• **Task requirements**: Count the lines holding the string "async" in the records, and give only the count.
═══ Exercise inputs ═══
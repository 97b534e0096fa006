//! Scheduler service coordinator
//!
//! Owns the startup → ready → run → shutdown sequence around the external
//! scheduler core.

use super::ReadinessHandler;
use crate::cache::{FeedState, SyncGate};
use crate::config::{ComponentConfig, Config};
use crate::error::{Error, Result};
use crate::events::{EventSink, RecorderFactory, resolve_recorder_factory};
use crate::informer::{InformerDriver, InformerFactory};
use crate::scheduler::{
    PluginRegistry, SchedulerBuilder, SchedulerCore, SchedulerDeps, SchedulerOptions,
};
use std::sync::Arc;
use std::sync::atomic::{AtomicBool, Ordering};
use std::time::Duration;
use tokio::task::JoinHandle;
use tokio_util::sync::CancellationToken;
use tracing::Instrument;

/// Handle to a constructed scheduling service.
///
/// # Example
///
/// ```rust,ignore
/// use multisched::lifecycle::{Scheduler, ShutdownHandler};
/// use tokio_util::sync::CancellationToken;
///
/// let shutdown = CancellationToken::new();
/// ShutdownHandler::new(shutdown.clone()).spawn();
///
/// let mut scheduler = Scheduler::new(config, shutdown, &builder).await?;
/// scheduler.run(CancellationToken::new()).await?;
/// scheduler.drain(Duration::from_secs(30)).await?;
/// ```
pub struct Scheduler {
    component_config: ComponentConfig,
    core: Arc<dyn SchedulerCore>,
    informer_factory: Arc<dyn InformerFactory>,
    drivers: Vec<InformerDriver>,
    gate: Arc<SyncGate>,
    recorder_factory: RecorderFactory,
    event_client: Option<Arc<dyn EventSink>>,
    shutdown: CancellationToken,
    ready: Arc<AtomicBool>,
    started: bool,
    tasks: Vec<(String, JoinHandle<()>)>,
}

impl Scheduler {
    /// Validate `config`, pick the event recorder and build the scheduler core.
    ///
    /// # Errors
    ///
    /// - [`Error::Configuration`] if a required collaborator is missing, the
    ///   component configuration is malformed, or two informers share a feed.
    ///   The builder is not called in that case.
    /// - [`Error::Construction`] with the builder's own error if it fails.
    pub async fn new(
        config: Config,
        shutdown: CancellationToken,
        builder: &dyn SchedulerBuilder,
    ) -> Result<Self> {
        let config = config.complete()?;

        let recorder_factory = resolve_recorder_factory(
            config.client.as_ref(),
            &config.recorder_selection,
            config.event_client.as_ref(),
            Arc::clone(&config.core_broadcaster),
        )
        .await;

        let gate = Arc::new(SyncGate::new());
        let mut drivers = Vec::with_capacity(config.informers.len() + 1);
        for informer in std::iter::once(&config.pod_informer).chain(&config.informers) {
            let driver = InformerDriver::new(Arc::clone(informer), Arc::clone(&gate))
                .map_err(|e| Error::configuration(e.to_string()))?;
            drivers.push(driver);
        }

        let options = SchedulerOptions::from(&config.component_config)
            .with_out_of_tree_registry(PluginRegistry::new());
        let core = builder
            .build(SchedulerDeps {
                client: Arc::clone(&config.client),
                informer_factory: Arc::clone(&config.informer_factory),
                pod_informer: Arc::clone(&config.pod_informer),
                recorder_factory: recorder_factory.clone(),
                shutdown: shutdown.clone(),
                options,
            })
            .map_err(|e| {
                tracing::error!("Failed to build scheduler: {}", e);
                Error::construction(e)
            })?;

        tracing::info!(
            profiles = config.component_config.profiles.len(),
            feeds = drivers.len(),
            recorder = ?recorder_factory,
            "Scheduler constructed"
        );

        Ok(Self {
            component_config: config.component_config,
            core,
            informer_factory: config.informer_factory,
            drivers,
            gate,
            recorder_factory,
            event_client: config.event_client,
            shutdown,
            ready: Arc::new(AtomicBool::new(false)),
            started: false,
            tasks: Vec::new(),
        })
    }

    /// Start the informers, wait for their caches, then run the scheduler
    /// until the shutdown token fires.
    ///
    /// `ctx` bounds only the cache sync wait. Cancelling it before every
    /// tracked feed has synced returns [`Error::CacheSyncTimeout`]; it does not
    /// stop the informers, which keep running until the shutdown token fires.
    ///
    /// Returns `Ok(())` only after a successful sync followed by shutdown.
    ///
    /// A handle runs at most once. Later calls return [`Error::AlreadyStarted`]
    /// without starting anything; retrying after a timeout needs a new
    /// [`Scheduler`].
    pub async fn run(&mut self, ctx: CancellationToken) -> Result<()> {
        if self.started {
            tracing::warn!("Scheduler already started, ignoring run");
            return Err(Error::AlreadyStarted);
        }
        self.started = true;

        if let (Some(broadcaster), Some(_)) =
            (self.recorder_factory.broadcaster(), self.event_client.as_ref())
        {
            match broadcaster.start_recording_to_sink(self.shutdown.clone()) {
                Ok(task) => self.tasks.push(("event-broadcaster".to_string(), task)),
                Err(e) => tracing::warn!("Event broadcaster not started: {}", e),
            }
        }

        for driver in &self.drivers {
            let task = driver.spawn(self.shutdown.clone());
            self.tasks.push((format!("informer/{}", driver.feed()), task));
        }
        self.informer_factory.start(self.shutdown.clone());

        tracing::info!(feeds = self.drivers.len(), "Waiting for caches to sync");
        let synced = tokio::select! {
            biased;
            _ = ctx.cancelled() => false,
            synced = self.wait_for_caches(&ctx) => synced,
        };
        if !synced {
            let pending: Vec<String> = self
                .gate
                .feeds()
                .into_iter()
                .filter(|(_, state)| *state != FeedState::Synced)
                .map(|(feed, state)| format!("{}={}", feed, state))
                .collect();
            tracing::error!(?pending, "Failed to wait cache sync");
            return Err(Error::CacheSyncTimeout);
        }

        let feeds = self.gate.synced_feeds();
        let feed_count = feeds.len();
        let core = Arc::clone(&self.core);
        let shutdown = self.shutdown.clone();
        let task = tokio::spawn(
            async move { core.run(feeds, shutdown).await }
                .instrument(tracing::info_span!("scheduler")),
        );
        self.tasks.push(("scheduler".to_string(), task));

        self.ready.store(true, Ordering::SeqCst);
        tracing::info!(feeds = feed_count, "Caches synced, scheduler running");

        self.shutdown.cancelled().await;
        self.ready.store(false, Ordering::SeqCst);
        tracing::info!("Shutdown signal received, scheduler stopping");
        Ok(())
    }

    async fn wait_for_caches(&self, ctx: &CancellationToken) -> bool {
        let factory = self
            .informer_factory
            .wait_for_cache_sync(self.shutdown.clone())
            .await;
        let mut unsynced: Vec<&str> = factory
            .iter()
            .filter(|(_, synced)| !**synced)
            .map(|(resource, _)| resource.as_str())
            .collect();
        if !unsynced.is_empty() {
            unsynced.sort_unstable();
            tracing::warn!(?unsynced, "Informer factory caches not synced");
        }

        self.gate.wait_for_sync(ctx).await
    }

    /// Wait for every task started by [`run`](Self::run) to finish.
    ///
    /// Tasks still running after `timeout` are aborted and reported in
    /// [`Error::ShutdownTimeout`]. Meant to be called after the shutdown
    /// token has fired.
    pub async fn drain(&mut self, timeout: Duration) -> Result<()> {
        let started = tokio::time::Instant::now();
        let deadline = started + timeout;
        let mut remaining = Vec::new();

        for (name, mut task) in std::mem::take(&mut self.tasks) {
            match tokio::time::timeout_at(deadline, &mut task).await {
                Ok(Ok(())) => tracing::debug!(task = %name, "Task stopped"),
                Ok(Err(e)) => tracing::warn!(task = %name, "Task ended abnormally: {}", e),
                Err(_) => {
                    task.abort();
                    remaining.push(name);
                }
            }
        }

        if remaining.is_empty() {
            tracing::info!("Scheduler drained");
            Ok(())
        } else {
            tracing::warn!(?remaining, "Drain timed out, aborted remaining tasks");
            Err(Error::ShutdownTimeout {
                elapsed: started.elapsed(),
                remaining,
            })
        }
    }

    /// Probe reporting whether the scheduler is past its cache sync and not
    /// yet shutting down
    pub fn readiness_handler(&self) -> ReadinessHandler {
        ReadinessHandler::new(Arc::clone(&self.ready), self.shutdown.clone())
    }

    pub fn is_ready(&self) -> bool {
        self.ready.load(Ordering::SeqCst) && !self.shutdown.is_cancelled()
    }

    pub fn component_config(&self) -> &ComponentConfig {
        &self.component_config
    }

    pub fn recorder_factory(&self) -> &RecorderFactory {
        &self.recorder_factory
    }

    pub fn sync_gate(&self) -> &Arc<SyncGate> {
        &self.gate
    }

    pub fn shutdown_token(&self) -> &CancellationToken {
        &self.shutdown
    }
}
═══
• **Your response**: 5